* _Records shown_
━━━━

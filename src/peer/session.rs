use super::bitfield::Bitfield;
use super::error::PeerError;
use super::message::{Handshake, Message};
use super::peer_id::PeerId;
use super::piece::BlockAddress;
use super::transport::PeerTransport;
use crate::metainfo::InfoHash;
use crate::stats::RateWindow;
use std::collections::{HashSet, VecDeque};
use std::net::SocketAddr;
use std::time::Instant;
use tracing::trace;

/// Where a session is in its lifecycle.
///
/// The two handshake states may be visited in either order depending on
/// who connected to whom; a session is `Active` once both handshakes have
/// crossed the wire.
#[derive(Debug, Clone, Copy, PartialEq, Eq)]
pub enum SessionState {
    Connecting,
    HandshakeSent,
    HandshakeReceived,
    Active,
    Closing,
}

#[derive(Debug, Clone, Copy, PartialEq, Eq)]
pub struct ChokingState {
    pub am_choking: bool,
    pub am_interested: bool,
    pub peer_choking: bool,
    pub peer_interested: bool,
}

impl Default for ChokingState {
    fn default() -> Self {
        Self {
            am_choking: true,
            am_interested: false,
            peer_choking: true,
            peer_interested: false,
        }
    }
}

/// Protocol state of one peer connection.
///
/// Owned by the task driving the connection; nothing else mutates it.
#[derive(Debug)]
pub struct PeerSession {
    /// The peer's socket address.
    pub addr: SocketAddr,
    /// The peer's ID, once its handshake arrived.
    pub peer_id: Option<PeerId>,
    /// Choke and interest flags in both directions.
    pub choking: ChokingState,
    /// Pieces the peer has announced.
    pub bitfield: Bitfield,
    /// Total block bytes received from this peer.
    pub downloaded: u64,
    /// Total block bytes sent to this peer.
    pub uploaded: u64,
    state: SessionState,
    outbound: bool,
    sent_handshake: bool,
    received_handshake: bool,
    pending: HashSet<BlockAddress>,
    uploads: VecDeque<BlockAddress>,
    download_rate: RateWindow,
    upload_rate: RateWindow,
    connected_at: Instant,
}

impl PeerSession {
    pub fn new(addr: SocketAddr, piece_count: u32, outbound: bool) -> Self {
        Self {
            addr,
            peer_id: None,
            choking: ChokingState::default(),
            bitfield: Bitfield::new(piece_count as usize),
            downloaded: 0,
            uploaded: 0,
            state: SessionState::Connecting,
            outbound,
            sent_handshake: false,
            received_handshake: false,
            pending: HashSet::new(),
            uploads: VecDeque::new(),
            download_rate: RateWindow::new(),
            upload_rate: RateWindow::new(),
            connected_at: Instant::now(),
        }
    }

    pub fn state(&self) -> SessionState {
        self.state
    }

    pub fn is_active(&self) -> bool {
        self.state == SessionState::Active
    }

    pub fn is_outbound(&self) -> bool {
        self.outbound
    }

    pub fn connected_at(&self) -> Instant {
        self.connected_at
    }

    pub fn mark_handshake_sent(&mut self) {
        self.sent_handshake = true;
        self.advance(SessionState::HandshakeSent);
    }

    pub fn mark_handshake_received(&mut self, peer_id: PeerId) {
        self.received_handshake = true;
        self.peer_id = Some(peer_id);
        self.advance(SessionState::HandshakeReceived);
    }

    fn advance(&mut self, next: SessionState) {
        if self.state == SessionState::Closing {
            return;
        }
        self.state = if self.sent_handshake && self.received_handshake {
            SessionState::Active
        } else {
            next
        };
    }

    pub fn close(&mut self) {
        self.state = SessionState::Closing;
    }

    /// Runs the handshake exchange over `transport`.
    ///
    /// Outbound sessions send first. Inbound sessions wait for the peer's
    /// handshake and answer it. Returns the remote peer id once the session
    /// is active.
    pub async fn handshake(
        &mut self,
        transport: &mut PeerTransport,
        info_hash: InfoHash,
        our_id: PeerId,
    ) -> Result<PeerId, PeerError> {
        let ours = Handshake::new(info_hash, our_id);

        if self.outbound {
            transport.send_handshake(&ours).await?;
            self.mark_handshake_sent();
        }

        let theirs = transport.receive_handshake().await?;
        if theirs.info_hash != info_hash {
            return Err(PeerError::InfoHashMismatch);
        }
        if theirs.peer_id == our_id {
            return Err(PeerError::SelfConnection);
        }
        self.mark_handshake_received(theirs.peer_id);

        if !self.sent_handshake {
            transport.send_handshake(&ours).await?;
            self.mark_handshake_sent();
        }

        trace!("Handshake with {} complete ({:?})", self.addr, theirs.peer_id);
        Ok(theirs.peer_id)
    }

    /// Applies the session-level effect of an incoming message.
    pub fn apply(&mut self, message: &Message) -> Result<(), PeerError> {
        match message {
            Message::Choke => self.choking.peer_choking = true,
            Message::Unchoke => self.choking.peer_choking = false,
            Message::Interested => self.choking.peer_interested = true,
            Message::NotInterested => self.choking.peer_interested = false,
            Message::Have { piece } => {
                if *piece as usize >= self.bitfield.piece_count() {
                    return Err(PeerError::Protocol(format!("have for piece {}", piece)));
                }
                self.bitfield.set_piece(*piece as usize);
            }
            Message::Bitfield(bits) => {
                self.bitfield = Bitfield::try_from_bytes(bits, self.bitfield.piece_count())?;
            }
            Message::Piece { data, .. } => {
                self.downloaded += data.len() as u64;
                self.download_rate.record(data.len() as u64);
            }
            Message::KeepAlive | Message::Request { .. } | Message::Cancel { .. } | Message::Port(_) => {}
        }
        Ok(())
    }

    /// Records an outstanding request. Returns false if it was already pending.
    pub fn add_request(&mut self, block: BlockAddress) -> bool {
        self.pending.insert(block)
    }

    /// Drops an outstanding request. Returns false if it wasn't pending.
    pub fn remove_request(&mut self, block: &BlockAddress) -> bool {
        self.pending.remove(block)
    }

    pub fn has_request(&self, block: &BlockAddress) -> bool {
        self.pending.contains(block)
    }

    /// Removes and returns every outstanding request.
    pub fn take_requests(&mut self) -> Vec<BlockAddress> {
        self.pending.drain().collect()
    }

    pub fn pending_count(&self) -> usize {
        self.pending.len()
    }

    /// Queues a block the peer asked for. Duplicate requests are dropped.
    pub fn queue_upload(&mut self, block: BlockAddress) {
        if !self.uploads.contains(&block) {
            self.uploads.push_back(block);
        }
    }

    /// Drops a queued upload the peer cancelled.
    pub fn cancel_upload(&mut self, block: &BlockAddress) -> bool {
        let before = self.uploads.len();
        self.uploads.retain(|queued| queued != block);
        self.uploads.len() != before
    }

    pub fn next_upload(&mut self) -> Option<BlockAddress> {
        self.uploads.pop_front()
    }

    pub fn has_uploads(&self) -> bool {
        !self.uploads.is_empty()
    }

    /// Discards queued uploads, as when we choke the peer.
    pub fn clear_uploads(&mut self) {
        self.uploads.clear();
    }

    pub fn record_upload(&mut self, bytes: u64) {
        self.uploaded += bytes;
        self.upload_rate.record(bytes);
    }

    pub fn download_rate(&mut self) -> f64 {
        self.download_rate.rate()
    }

    pub fn upload_rate(&mut self) -> f64 {
        self.upload_rate.rate()
    }

    /// True when we may send requests: active, unchoked and interested.
    pub fn can_request(&self) -> bool {
        self.is_active() && !self.choking.peer_choking && self.choking.am_interested
    }
}
use super::error::PeerError;
use super::message::MessageId;
use bytes::Bytes;

/// Piece availability, one bit per piece.
///
/// Piece 0 is the high bit of the first byte. Spare bits past the last
/// piece are always zero.
#[derive(Debug, Clone, PartialEq, Eq)]
pub struct Bitfield {
    bits: Vec<u8>,
    piece_count: usize,
}

impl Bitfield {
    /// An empty bitfield for `piece_count` pieces.
    pub fn new(piece_count: usize) -> Self {
        Self {
            bits: vec![0; piece_count.div_ceil(8)],
            piece_count,
        }
    }

    /// A bitfield with every piece set.
    pub fn full(piece_count: usize) -> Self {
        let mut bf = Self {
            bits: vec![0xFF; piece_count.div_ceil(8)],
            piece_count,
        };
        let mask = bf.spare_mask();
        if let Some(last) = bf.bits.last_mut() {
            *last &= mask;
        }
        bf
    }

    /// Parses the payload of a `bitfield` message.
    ///
    /// The payload must be exactly `ceil(piece_count / 8)` bytes with every
    /// spare bit clear.
    pub fn try_from_bytes(bytes: &[u8], piece_count: usize) -> Result<Self, PeerError> {
        let expected = piece_count.div_ceil(8);
        if bytes.len() != expected {
            return Err(PeerError::InvalidLength {
                id: MessageId::Bitfield as u8,
                expected,
                actual: bytes.len(),
            });
        }

        let bf = Self {
            bits: bytes.to_vec(),
            piece_count,
        };
        if let Some(last) = bf.bits.last() {
            if last & !bf.spare_mask() != 0 {
                return Err(PeerError::Protocol("bitfield has spare bits set".into()));
            }
        }
        Ok(bf)
    }

    /// Byte index and bit mask of `index`, or `None` past the last piece.
    fn locate(&self, index: usize) -> Option<(usize, u8)> {
        (index < self.piece_count).then(|| (index / 8, 0x80 >> (index % 8)))
    }

    /// Returns true if the piece at the given index is available.
    pub fn has_piece(&self, index: usize) -> bool {
        self.locate(index)
            .is_some_and(|(byte, mask)| self.bits[byte] & mask != 0)
    }

    /// Sets the bit for `index`. Out-of-range indices are ignored.
    pub fn set_piece(&mut self, index: usize) {
        if let Some((byte, mask)) = self.locate(index) {
            self.bits[byte] |= mask;
        }
    }

    pub fn clear_piece(&mut self, index: usize) {
        if let Some((byte, mask)) = self.locate(index) {
            self.bits[byte] &= !mask;
        }
    }

    /// Number of pieces set.
    pub fn count(&self) -> usize {
        self.bits.iter().map(|b| b.count_ones() as usize).sum()
    }

    pub fn is_complete(&self) -> bool {
        self.count() == self.piece_count
    }

    pub fn is_empty(&self) -> bool {
        self.bits.iter().all(|&b| b == 0)
    }

    pub fn piece_count(&self) -> usize {
        self.piece_count
    }

    /// Wire representation, high bit first.
    pub fn as_bytes(&self) -> &[u8] {
        &self.bits
    }

    pub fn to_bytes(&self) -> Bytes {
        Bytes::copy_from_slice(&self.bits)
    }

    /// Returns true if this bitfield has any piece `ours` lacks.
    pub fn has_missing_from(&self, ours: &Bitfield) -> bool {
        self.bits
            .iter()
            .zip(ours.bits.iter().chain(std::iter::repeat(&0)))
            .any(|(theirs, ours)| theirs & !ours != 0)
    }

    /// Mask of the valid bits in the last byte.
    fn spare_mask(&self) -> u8 {
        let spare = self.bits.len() * 8 - self.piece_count;
        0xFFu8 << spare
    }
}
use super::error::MetainfoError;
use super::info_hash::InfoHash;
use std::path::PathBuf;

/// A file within a torrent.
///
/// Files form one logical byte stream in the order they appear in the
/// metadata. Paths are relative to the download root.
#[derive(Debug, Clone, PartialEq, Eq)]
pub struct FileEntry {
    /// Path to the file (relative to the download root).
    pub path: PathBuf,
    /// Size of the file in bytes.
    pub length: u64,
}

impl FileEntry {
    pub fn new(path: impl Into<PathBuf>, length: u64) -> Self {
        Self {
            path: path.into(),
            length,
        }
    }
}

/// Validated, immutable metadata for one transfer.
///
/// Built once from decoded torrent metadata and shared (usually behind an
/// `Arc`) by every engine component for the life of the transfer.
#[derive(Debug, Clone)]
pub struct TorrentMetadata {
    piece_length: u32,
    piece_count: u32,
    total_length: u64,
    checksums: Vec<[u8; 20]>,
    files: Vec<FileEntry>,
    info_hash: InfoHash,
}

impl TorrentMetadata {
    /// Builds metadata from its decoded parts.
    ///
    /// # Errors
    ///
    /// Returns an error if the piece length is zero, the file list is empty,
    /// or the number of checksums doesn't match the piece count implied by
    /// the total length.
    pub fn new(
        piece_length: u32,
        checksums: Vec<[u8; 20]>,
        files: Vec<FileEntry>,
        info_hash: InfoHash,
    ) -> Result<Self, MetainfoError> {
        if piece_length == 0 {
            return Err(MetainfoError::InvalidPieceLength(piece_length));
        }
        if files.is_empty() {
            return Err(MetainfoError::NoFiles);
        }

        let total_length: u64 = files.iter().map(|f| f.length).sum();
        let piece_count = total_length.div_ceil(piece_length as u64);
        let piece_count =
            u32::try_from(piece_count).map_err(|_| MetainfoError::TooManyPieces(piece_count))?;

        if checksums.len() != piece_count as usize {
            return Err(MetainfoError::ChecksumCount {
                expected: piece_count,
                actual: checksums.len(),
            });
        }

        Ok(Self {
            piece_length,
            piece_count,
            total_length,
            checksums,
            files,
            info_hash,
        })
    }

    /// Builds metadata from the raw concatenated `pieces` string of an info
    /// dictionary, checking it against a declared total length.
    pub fn from_parts(
        piece_length: u32,
        pieces: &[u8],
        files: Vec<FileEntry>,
        total_length: u64,
        info_hash: InfoHash,
    ) -> Result<Self, MetainfoError> {
        if pieces.len() % 20 != 0 {
            return Err(MetainfoError::MalformedChecksums(pieces.len()));
        }

        let files_total: u64 = files.iter().map(|f| f.length).sum();
        if files_total != total_length {
            return Err(MetainfoError::LengthMismatch {
                files: files_total,
                total: total_length,
            });
        }

        let checksums = pieces
            .chunks_exact(20)
            .map(|chunk| {
                let mut hash = [0u8; 20];
                hash.copy_from_slice(chunk);
                hash
            })
            .collect();

        Self::new(piece_length, checksums, files, info_hash)
    }

    pub fn piece_length(&self) -> u32 {
        self.piece_length
    }

    pub fn piece_count(&self) -> u32 {
        self.piece_count
    }

    pub fn total_length(&self) -> u64 {
        self.total_length
    }

    pub fn files(&self) -> &[FileEntry] {
        &self.files
    }

    pub fn info_hash(&self) -> &InfoHash {
        &self.info_hash
    }

    pub fn checksum(&self, piece: u32) -> Option<&[u8; 20]> {
        self.checksums.get(piece as usize)
    }

    /// Logical length of a piece. Every piece is `piece_length` long except
    /// possibly the last one. Returns 0 for an out-of-range index.
    pub fn piece_size(&self, piece: u32) -> u32 {
        if piece >= self.piece_count {
            return 0;
        }
        let start = piece as u64 * self.piece_length as u64;
        (self.total_length - start).min(self.piece_length as u64) as u32
    }
}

━━━━

* _Work task_
Start at the first line of the entries and stop at the line that contains "use super::transport::PeerTransport;". Repeat every line in that span exactly, and nothing beyond it.

* _Answer section_
filename src/peer/session.rs
use super::bitfield::Bitfield;
use super::error::PeerError;
use super::message::{Handshake, Message};
use super::peer_id::PeerId;
use super::piece::BlockAddress;
use super::transport::PeerTransport;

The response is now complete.